Cryopreserved in vials and shipped on dry ice


Disclaimer:

For Research Use Only

  • Characteristics

    Host Cell

    SK-HEP-1

    Sex of Donor

    Male

    Age

    52 years

    Gene Name

    HSDL1

    Gene Identifier

    NCBI Gene ID 83693

    Morphology

    Epithelial-like

    Growth Mode

    Adherent

    Storage

    Liquid nitrogen (LN2)

  • Culture Conditions

    Growth medium

    MEM (with NEAA)

    Supplement(s)

    10% Fetal Bovine Serum, 1% Penicillin-Streptomycin Solution

    Temperature

    37°C

    Atmosphere

    5% CO₂

  • Quality Control

    Sterility testing

    The bacterial, yeast, and fungi are not detected in these cells by daily monitor.

    Mycoplasma testing

    Negative for mycoplasma through PCR analysis

  • Disclaimer

    Intended Use

    This product is intended for laboratory in vitro use only. lt is not intended for diagnostic, therapeutic, or clinical applications.

    Disclaimer

    Ascent Research endeavors to provide accurate and up-to-date product information. However, no warranties or representations are made regarding its completeness or reliability. References to scientific literature and patents are for informational purposes only, and the customer assumes sole responsibility for verifying their accuracy.

    By accepting this product, the customer acknowledges and agrees to assume all risks associated with its receipt, handling, storage, disposal, and use, including compliance with all applicable safety and environmental regulations and precautions. Relevant laws, regulations, and ethical guidelines must be followed in conducting any research, modifications, or derivatives derived from this product.

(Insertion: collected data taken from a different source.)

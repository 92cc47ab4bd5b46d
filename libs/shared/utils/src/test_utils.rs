use chrono::{DateTime, Utc};
use serde_json::{json, Value};
use uuid::Uuid;

use shared_config::AppConfig;

use crate::clock::Clock;

pub struct TestConfig {
    pub supabase_url: String,
    pub supabase_anon_key: String,
    pub notification_webhook_url: String,
    pub salon_notification_email: String,
}

impl Default for TestConfig {
    fn default() -> Self {
        Self {
            supabase_url: "http://localhost:54321".to_string(),
            supabase_anon_key: "test-anon-key".to_string(),
            notification_webhook_url: String::new(),
            salon_notification_email: "salon@example.com".to_string(),
        }
    }
}

impl TestConfig {
    pub fn with_supabase_url(url: &str) -> Self {
        Self {
            supabase_url: url.to_string(),
            ..Self::default()
        }
    }

    pub fn to_app_config(&self) -> AppConfig {
        AppConfig {
            supabase_url: self.supabase_url.clone(),
            supabase_anon_key: self.supabase_anon_key.clone(),
            notification_webhook_url: self.notification_webhook_url.clone(),
            salon_notification_email: self.salon_notification_email.clone(),
        }
    }

}

/// A clock pinned to a single instant.
#[derive(Debug, Clone)]
pub struct FixedClock(pub DateTime<Utc>);

impl Clock for FixedClock {
    fn now(&self) -> DateTime<Utc> {
        self.0
    }
}

/// Canned PostgREST payloads matching the salon schema, for wiremock tests.
pub struct MockSupabaseResponses;

impl MockSupabaseResponses {
    /// A Monday-to-Friday 09:00-18:00 schedule with a lunch break and
    /// 30-minute slots.
    pub fn standard_weekly_schedule() -> Value {
        let working_days = ["monday", "tuesday", "wednesday", "thursday", "friday"];
        let mut days: Vec<Value> = working_days
            .iter()
            .map(|day| {
                json!({
                    "dayOfWeek": day,
                    "isWorkingDay": true,
                    "workingPeriods": [
                        { "startTime": "09:00", "endTime": "12:00" },
                        { "startTime": "13:00", "endTime": "18:00" }
                    ],
                    "slotInterval": 30
                })
            })
            .collect();
        for day in ["saturday", "sunday"] {
            days.push(json!({
                "dayOfWeek": day,
                "isWorkingDay": false,
                "workingPeriods": []
            }));
        }
        json!(days)
    }

    pub fn professional_response(id: &str, name: &str, service_ids: &[&str]) -> Value {
        json!({
            "id": id,
            "name": name,
            "phone": "11 98765-4321",
            "email": "pro@example.com",
            "services": service_ids,
            "schedule": {
                "weeklySchedule": Self::standard_weekly_schedule(),
                "defaultSlotInterval": 30
            },
            "isActive": true
        })
    }

    pub fn service_response(id: &str, name: &str, price: f64) -> Value {
        json!({
            "id": id,
            "name": name,
            "price": price,
            "promoPrice": null,
            "duration": 30,
            "category": "hair",
            "isActive": true
        })
    }

    pub fn appointment_response(professional_id: &str, hora: &str, tipos: &[&str]) -> Value {
        json!({
            "id": Uuid::new_v4().to_string(),
            "name": "Test Customer",
            "phone": "11 91234-5678",
            "mail": "customer@example.com",
            "hora": hora,
            "tipos": tipos,
            "professionalId": professional_id,
            "status": "confirmed",
            "createdAt": Utc::now().to_rfc3339()
        })
    }
}
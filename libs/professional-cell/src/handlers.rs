use std::sync::Arc;

use axum::{
    extract::{Path, Query, State},
    Json,
};
use chrono::NaiveDate;
use serde::Deserialize;
use serde_json::{json, Value};

use shared_models::error::AppError;

use crate::models::{Professional, Service, TimeSlot};
use crate::services::availability::AvailabilityService;
use crate::services::catalog::ProfessionalService;
use crate::state::AppState;

#[derive(Debug, Deserialize)]
pub struct SlotsQuery {
    pub date: NaiveDate,
}

#[axum::debug_handler]
pub async fn list_professionals(
    State(state): State<Arc<AppState>>,
) -> Result<Json<Vec<Professional>>, AppError> {
    let service = ProfessionalService::new(&state);
    let professionals = service
        .list_professionals()
        .await
        .map_err(|e| AppError::Database(e.to_string()))?;

    Ok(Json(professionals))
}

#[axum::debug_handler]
pub async fn get_professional(
    State(state): State<Arc<AppState>>,
    Path(professional_id): Path<String>,
) -> Result<Json<Professional>, AppError> {
    let service = ProfessionalService::new(&state);
    let professional = service
        .get_professional(&professional_id)
        .await
        .map_err(|e| AppError::Database(e.to_string()))?
        .ok_or_else(|| AppError::NotFound("Professional not found".to_string()))?;

    Ok(Json(professional))
}

/// Read path of the booking wizard: the ordered slot sequence for one
/// professional and date, with availability and same-day suppression
/// already resolved.
#[axum::debug_handler]
pub async fn get_available_slots(
    State(state): State<Arc<AppState>>,
    Path(professional_id): Path<String>,
    Query(query): Query<SlotsQuery>,
) -> Result<Json<Vec<TimeSlot>>, AppError> {
    let service = AvailabilityService::new(&state.config);
    let slots = service
        .get_available_slots(&professional_id, query.date)
        .await
        .map_err(|e| AppError::Database(e.to_string()))?
        .ok_or_else(|| AppError::NotFound("Professional not found".to_string()))?;

    Ok(Json(slots))
}

#[axum::debug_handler]
pub async fn list_services(
    State(state): State<Arc<AppState>>,
) -> Result<Json<Vec<Service>>, AppError> {
    let service = ProfessionalService::new(&state);
    let services = service
        .list_services()
        .await
        .map_err(|e| AppError::Database(e.to_string()))?;

    Ok(Json(services))
}

/// Admin hook: drop the catalog cache after editing professionals/services.
#[axum::debug_handler]
pub async fn invalidate_catalog(State(state): State<Arc<AppState>>) -> Json<Value> {
    state.catalog.invalidate();
    Json(json!({ "invalidated": true }))
}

    This product is provided "AS IS", and except as expressly stated herein, Ascent Research disclaims all other warranties, express or implied. Under no circumstances shall Ascent Research, its affiliates, or representatives be liable for indirect, incidental, consequential, or punitive damages arising from the use of this material. While Ascent Research employs rigorous quality control measures, we shall not be held responsible for damages resulting from misidentification or misinterpretation of the provided materials.

Description

The HSDL1 Knockout SK-HEP-1 Polyclonal Cells consist of an SK-HEP-1 cell population edited via CRISPR/Cas9 to disrupt the HSDL1 gene, generating a loss-of-function model for hydroxysteroid dehydrogenase-like 1. The polyclonal format encompasses multiple knockout variants, offering a representative pool that minimizes clonal selection artifacts. Each lot is verified for target gene disruption and is suitable for downstream molecular biology and biochemistry applications.

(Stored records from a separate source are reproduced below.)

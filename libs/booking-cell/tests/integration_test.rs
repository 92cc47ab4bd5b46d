use std::sync::Arc;

use chrono::{NaiveDate, TimeZone, Utc};
use serde_json::json;
use wiremock::matchers::{method, path, query_param};
use wiremock::{Mock, MockServer, ResponseTemplate};

use booking_cell::models::{
    BookingErrorType, CommitBookingRequest, ValidateBookingRequest,
};
use booking_cell::services::booking::BookingService;
use shared_config::AppConfig;
use shared_utils::clock::Clock;
use shared_utils::test_utils::{FixedClock, MockSupabaseResponses, TestConfig};

// Fixed timeline: "now" is Sunday 2025-06-01 12:00 UTC, bookings target
// Monday 2025-06-02.
fn sunday_noon() -> Arc<dyn Clock> {
    Arc::new(FixedClock(
        Utc.with_ymd_and_hms(2025, 6, 1, 12, 0, 0).unwrap(),
    ))
}

fn monday() -> NaiveDate {
    NaiveDate::from_ymd_opt(2025, 6, 2).unwrap()
}

fn test_config(mock_server: &MockServer) -> AppConfig {
    TestConfig::with_supabase_url(&mock_server.uri()).to_app_config()
}

fn booking_service(mock_server: &MockServer) -> BookingService {
    BookingService::with_clock(&test_config(mock_server), sunday_noon())
}

fn validate_request(time: &str) -> ValidateBookingRequest {
    ValidateBookingRequest {
        professional_id: "pro-1".to_string(),
        date: monday(),
        time: time.to_string(),
        service_ids: vec!["svc-1".to_string()],
    }
}

fn commit_request(time: &str) -> CommitBookingRequest {
    CommitBookingRequest {
        name: "Maria Silva".to_string(),
        phone: "11 91234-5678".to_string(),
        email: "maria@example.com".to_string(),
        date: monday(),
        time: time.to_string(),
        professional_id: "pro-1".to_string(),
        service_ids: vec!["svc-1".to_string()],
        total_price: 80.0,
    }
}

async fn mock_professional(mock_server: &MockServer) {
    Mock::given(method("GET"))
        .and(path("/rest/v1/professionals"))
        .and(query_param("id", "eq.pro-1"))
        .respond_with(ResponseTemplate::new(200).set_body_json(json!([
            MockSupabaseResponses::professional_response("pro-1", "Ana", &["svc-1"])
        ])))
        .mount(mock_server)
        .await;
}

async fn mock_no_booked_times(mock_server: &MockServer) {
    Mock::given(method("GET"))
        .and(path("/rest/v1/appointments"))
        .and(query_param("select", "hora"))
        .respond_with(ResponseTemplate::new(200).set_body_json(json!([])))
        .mount(mock_server)
        .await;
}

// ==============================================================================
// VALIDATION CHAIN
// ==============================================================================

#[tokio::test]
async fn validates_a_clean_booking() {
    let mock_server = MockServer::start().await;
    mock_professional(&mock_server).await;
    mock_no_booked_times(&mock_server).await;

    let service = booking_service(&mock_server);
    let result = service.validator().validate_booking(&validate_request("09:30")).await;

    assert!(result.valid);
    assert!(result.error.is_none());
}

#[tokio::test]
async fn rejects_unknown_professional() {
    let mock_server = MockServer::start().await;
    Mock::given(method("GET"))
        .and(path("/rest/v1/professionals"))
        .respond_with(ResponseTemplate::new(200).set_body_json(json!([])))
        .mount(&mock_server)
        .await;

    let service = booking_service(&mock_server);
    let result = service.validator().validate_booking(&validate_request("09:30")).await;

    assert!(!result.valid);
    assert_eq!(result.error.as_deref(), Some("Professional not found"));
}

#[tokio::test]
async fn rejects_inactive_professional() {
    let mock_server = MockServer::start().await;
    let mut professional = MockSupabaseResponses::professional_response("pro-1", "Ana", &["svc-1"]);
    professional["isActive"] = json!(false);
    Mock::given(method("GET"))
        .and(path("/rest/v1/professionals"))
        .respond_with(ResponseTemplate::new(200).set_body_json(json!([professional])))
        .mount(&mock_server)
        .await;

    let service = booking_service(&mock_server);
    let result = service.validator().validate_booking(&validate_request("09:30")).await;

    assert_eq!(result.error.as_deref(), Some("Professional not available"));
}

#[tokio::test]
async fn rejects_past_dates() {
    let mock_server = MockServer::start().await;
    mock_professional(&mock_server).await;

    let service = booking_service(&mock_server);
    let mut request = validate_request("09:30");
    request.date = NaiveDate::from_ymd_opt(2025, 5, 31).unwrap();
    let result = service.validator().validate_booking(&request).await;

    assert_eq!(result.error.as_deref(), Some("Cannot book past dates"));
}

#[tokio::test]
async fn rejects_non_working_day() {
    let mock_server = MockServer::start().await;
    mock_professional(&mock_server).await;

    let service = booking_service(&mock_server);
    let mut request = validate_request("09:30");
    // 2025-06-08 is a Sunday; the standard schedule does not work Sundays.
    request.date = NaiveDate::from_ymd_opt(2025, 6, 8).unwrap();
    let result = service.validator().validate_booking(&request).await;

    assert_eq!(
        result.error.as_deref(),
        Some("Professional does not work on this day")
    );
}

#[tokio::test]
async fn rejects_time_outside_working_periods() {
    let mock_server = MockServer::start().await;
    mock_professional(&mock_server).await;

    let service = booking_service(&mock_server);
    // Lunch gap between the 09:00-12:00 and 13:00-18:00 periods, plus the
    // exclusive period end.
    for time in ["08:00", "12:00", "12:30", "18:00"] {
        let result = service.validator().validate_booking(&validate_request(time)).await;
        assert_eq!(
            result.error.as_deref(),
            Some("Time outside working hours"),
            "time {}",
            time
        );
    }
}

#[tokio::test]
async fn accepts_period_start_inclusive() {
    let mock_server = MockServer::start().await;
    mock_professional(&mock_server).await;
    mock_no_booked_times(&mock_server).await;

    let service = booking_service(&mock_server);
    let result = service.validator().validate_booking(&validate_request("09:00")).await;
    assert!(result.valid);
}

#[tokio::test]
async fn rejects_already_booked_time() {
    let mock_server = MockServer::start().await;
    mock_professional(&mock_server).await;
    Mock::given(method("GET"))
        .and(path("/rest/v1/appointments"))
        .and(query_param("select", "hora"))
        .respond_with(ResponseTemplate::new(200).set_body_json(json!([
            { "hora": "02/06/2025 - 09:30" }
        ])))
        .mount(&mock_server)
        .await;

    let service = booking_service(&mock_server);
    let result = service.validator().validate_booking(&validate_request("09:30")).await;

    assert_eq!(result.error.as_deref(), Some("Time slot already taken"));
}

#[tokio::test]
async fn rejects_same_day_time_within_lead_buffer() {
    let mock_server = MockServer::start().await;
    mock_professional(&mock_server).await;
    mock_no_booked_times(&mock_server).await;

    // Now is Monday 09:20; 09:30 is inside the 15-minute lead buffer,
    // 10:00 is not.
    let clock: Arc<dyn Clock> = Arc::new(FixedClock(
        Utc.with_ymd_and_hms(2025, 6, 2, 9, 20, 0).unwrap(),
    ));
    let service = BookingService::with_clock(&test_config(&mock_server), clock);

    let passed = service.validator().validate_booking(&validate_request("09:30")).await;
    assert_eq!(
        passed.error.as_deref(),
        Some("Time is no longer available today")
    );

    let open = service.validator().validate_booking(&validate_request("10:00")).await;
    assert!(open.valid);
}

#[tokio::test]
async fn rejects_service_not_offered_naming_the_service() {
    let mock_server = MockServer::start().await;
    mock_professional(&mock_server).await;
    mock_no_booked_times(&mock_server).await;
    Mock::given(method("GET"))
        .and(path("/rest/v1/services"))
        .respond_with(ResponseTemplate::new(200).set_body_json(json!([
            MockSupabaseResponses::service_response("svc-2", "Barba", 40.0)
        ])))
        .mount(&mock_server)
        .await;

    let service = booking_service(&mock_server);
    let mut request = validate_request("09:30");
    request.service_ids = vec!["svc-2".to_string()];
    let result = service.validator().validate_booking(&request).await;

    assert_eq!(
        result.error.as_deref(),
        Some("Service Barba is not offered by this professional")
    );
}

#[tokio::test]
async fn matches_legacy_records_by_service_name() {
    let mock_server = MockServer::start().await;
    // Legacy professional record: offers services by name, not id.
    let mut professional = MockSupabaseResponses::professional_response("pro-1", "Ana", &[]);
    professional["services"] = json!(["Barba"]);
    Mock::given(method("GET"))
        .and(path("/rest/v1/professionals"))
        .respond_with(ResponseTemplate::new(200).set_body_json(json!([professional])))
        .mount(&mock_server)
        .await;
    mock_no_booked_times(&mock_server).await;
    Mock::given(method("GET"))
        .and(path("/rest/v1/services"))
        .respond_with(ResponseTemplate::new(200).set_body_json(json!([
            MockSupabaseResponses::service_response("svc-2", "Barba", 40.0)
        ])))
        .mount(&mock_server)
        .await;

    let service = booking_service(&mock_server);
    let mut request = validate_request("09:30");
    request.service_ids = vec!["svc-2".to_string()];
    let result = service.validator().validate_booking(&request).await;

    assert!(result.valid, "legacy name match should pass: {:?}", result.error);
}

// ==============================================================================
// CONFLICT-CHECKED COMMIT
// ==============================================================================

async fn mock_insert(mock_server: &MockServer) {
    let stored = MockSupabaseResponses::appointment_response("pro-1", "02/06/2025 - 09:30", &["svc-1"]);
    Mock::given(method("POST"))
        .and(path("/rest/v1/appointments"))
        .respond_with(ResponseTemplate::new(201).set_body_json(json!([stored])))
        .expect(1)
        .mount(mock_server)
        .await;
}

#[tokio::test]
async fn commits_a_clean_booking_and_notifies() {
    let mock_server = MockServer::start().await;
    mock_professional(&mock_server).await;
    mock_no_booked_times(&mock_server).await;
    // Final existence check sees nothing
    Mock::given(method("GET"))
        .and(path("/rest/v1/appointments"))
        .and(query_param("select", "id"))
        .respond_with(ResponseTemplate::new(200).set_body_json(json!([])))
        .mount(&mock_server)
        .await;
    mock_insert(&mock_server).await;
    // Customer confirmation + internal alert
    Mock::given(method("POST"))
        .and(path("/notify"))
        .respond_with(ResponseTemplate::new(200))
        .expect(2)
        .mount(&mock_server)
        .await;

    let mut config = test_config(&mock_server);
    config.notification_webhook_url = format!("{}/notify", mock_server.uri());
    let service = BookingService::with_clock(&config, sunday_noon());

    let response = service.commit_booking(commit_request("09:30")).await;

    assert!(response.success, "commit failed: {:?}", response.error);
    assert_eq!(response.notification_sent, Some(true));
    let appointment = response.appointment.expect("stored appointment");
    assert_eq!(appointment.hora, "02/06/2025 - 09:30");
    assert_eq!(appointment.professional_id, "pro-1");
}

#[tokio::test]
async fn second_commit_for_same_slot_is_rejected() {
    let mock_server = MockServer::start().await;
    mock_professional(&mock_server).await;
    mock_no_booked_times(&mock_server).await;

    // The existence check is empty exactly once; after the first write it
    // reports the stored appointment. This reproduces two racing commit
    // attempts resolving to the same professional+time.
    Mock::given(method("GET"))
        .and(path("/rest/v1/appointments"))
        .and(query_param("select", "id"))
        .respond_with(ResponseTemplate::new(200).set_body_json(json!([])))
        .up_to_n_times(1)
        .mount(&mock_server)
        .await;
    Mock::given(method("GET"))
        .and(path("/rest/v1/appointments"))
        .and(query_param("select", "id"))
        .respond_with(ResponseTemplate::new(200).set_body_json(json!([
            { "id": "apt-1" }
        ])))
        .mount(&mock_server)
        .await;
    mock_insert(&mock_server).await;

    let service = booking_service(&mock_server);

    let first = service.commit_booking(commit_request("09:30")).await;
    assert!(first.success);

    let second = service.commit_booking(commit_request("09:30")).await;
    assert!(!second.success);
    assert_eq!(second.error_type, Some(BookingErrorType::ScheduleConflict));
    assert_eq!(second.error.as_deref(), Some("Time slot already taken"));
}

#[tokio::test]
async fn notification_failure_does_not_fail_the_booking() {
    let mock_server = MockServer::start().await;
    mock_professional(&mock_server).await;
    mock_no_booked_times(&mock_server).await;
    Mock::given(method("GET"))
        .and(path("/rest/v1/appointments"))
        .and(query_param("select", "id"))
        .respond_with(ResponseTemplate::new(200).set_body_json(json!([])))
        .mount(&mock_server)
        .await;
    mock_insert(&mock_server).await;
    Mock::given(method("POST"))
        .and(path("/notify"))
        .respond_with(ResponseTemplate::new(500))
        .mount(&mock_server)
        .await;

    let mut config = test_config(&mock_server);
    config.notification_webhook_url = format!("{}/notify", mock_server.uri());
    let service = BookingService::with_clock(&config, sunday_noon());

    let response = service.commit_booking(commit_request("09:30")).await;

    assert!(response.success);
    assert_eq!(response.notification_sent, Some(false));
}

#[tokio::test]
async fn commit_rejects_malformed_input_before_touching_storage() {
    let mock_server = MockServer::start().await;
    let service = booking_service(&mock_server);

    let mut request = commit_request("09:30");
    request.email = "not-an-email".to_string();
    let response = service.commit_booking(request).await;

    assert!(!response.success);
    assert_eq!(response.error_type, Some(BookingErrorType::ValidationError));
    assert_eq!(response.error.as_deref(), Some("Invalid email address"));
    // No storage mocks were mounted: the shape check short-circuits.
}

#[tokio::test]
async fn validation_rejection_surfaces_as_validation_error_type() {
    let mock_server = MockServer::start().await;
    mock_professional(&mock_server).await;

    let service = booking_service(&mock_server);
    let response = service.commit_booking(commit_request("12:30")).await;

    assert!(!response.success);
    assert_eq!(response.error_type, Some(BookingErrorType::ValidationError));
    assert_eq!(response.error.as_deref(), Some("Time outside working hours"));
}

#[tokio::test]
async fn lists_a_day_of_appointments() {
    let mock_server = MockServer::start().await;
    Mock::given(method("GET"))
        .and(path("/rest/v1/appointments"))
        .respond_with(ResponseTemplate::new(200).set_body_json(json!([
            MockSupabaseResponses::appointment_response("pro-1", "02/06/2025 - 09:00", &["svc-1"]),
            MockSupabaseResponses::appointment_response("pro-1", "02/06/2025 - 10:30", &["svc-1"]),
        ])))
        .mount(&mock_server)
        .await;

    let service = booking_service(&mock_server);
    let appointments = service
        .list_day_appointments("pro-1", monday())
        .await
        .expect("listing");

    assert_eq!(appointments.len(), 2);
    assert_eq!(appointments[0].hora, "02/06/2025 - 09:00");
    assert_eq!(appointments[1].hora, "02/06/2025 - 10:30");
}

The SK-HEP-1 host cell line derives from a human hepatic adenocarcinoma and serves as a well-characterized model for liver cancer research. This adherent, epithelial-like cell line exhibits metabolic and tumorigenic properties relevant to hepatocellular carcinoma, including dysregulated lipid metabolism and altered steroid hormone processing. SK-HEP-1 cells express markers consistent with a liver origin and are widely used in functional genomics and drug metabolism studies.

HSDL1 encodes a putative hydroxysteroid dehydrogenase that likely catalyzes the oxidation-reduction of steroid substrates using NAD+ or NADP+ as cofactors. The protein participates in steroid hormone metabolism, biotransformation phase I, and fatty acid metabolism pathways. Upstream regulators include PPARA, HNF4A, and CEBPA, while downstream effects influence lipid metabolite levels, steroid hormone concentrations, and fatty acid oxidation products. HSDL1 operates within a network that includes CYP17A1, HSD17B2, and AKR1C3, linking it to broader metabolic and signaling processes.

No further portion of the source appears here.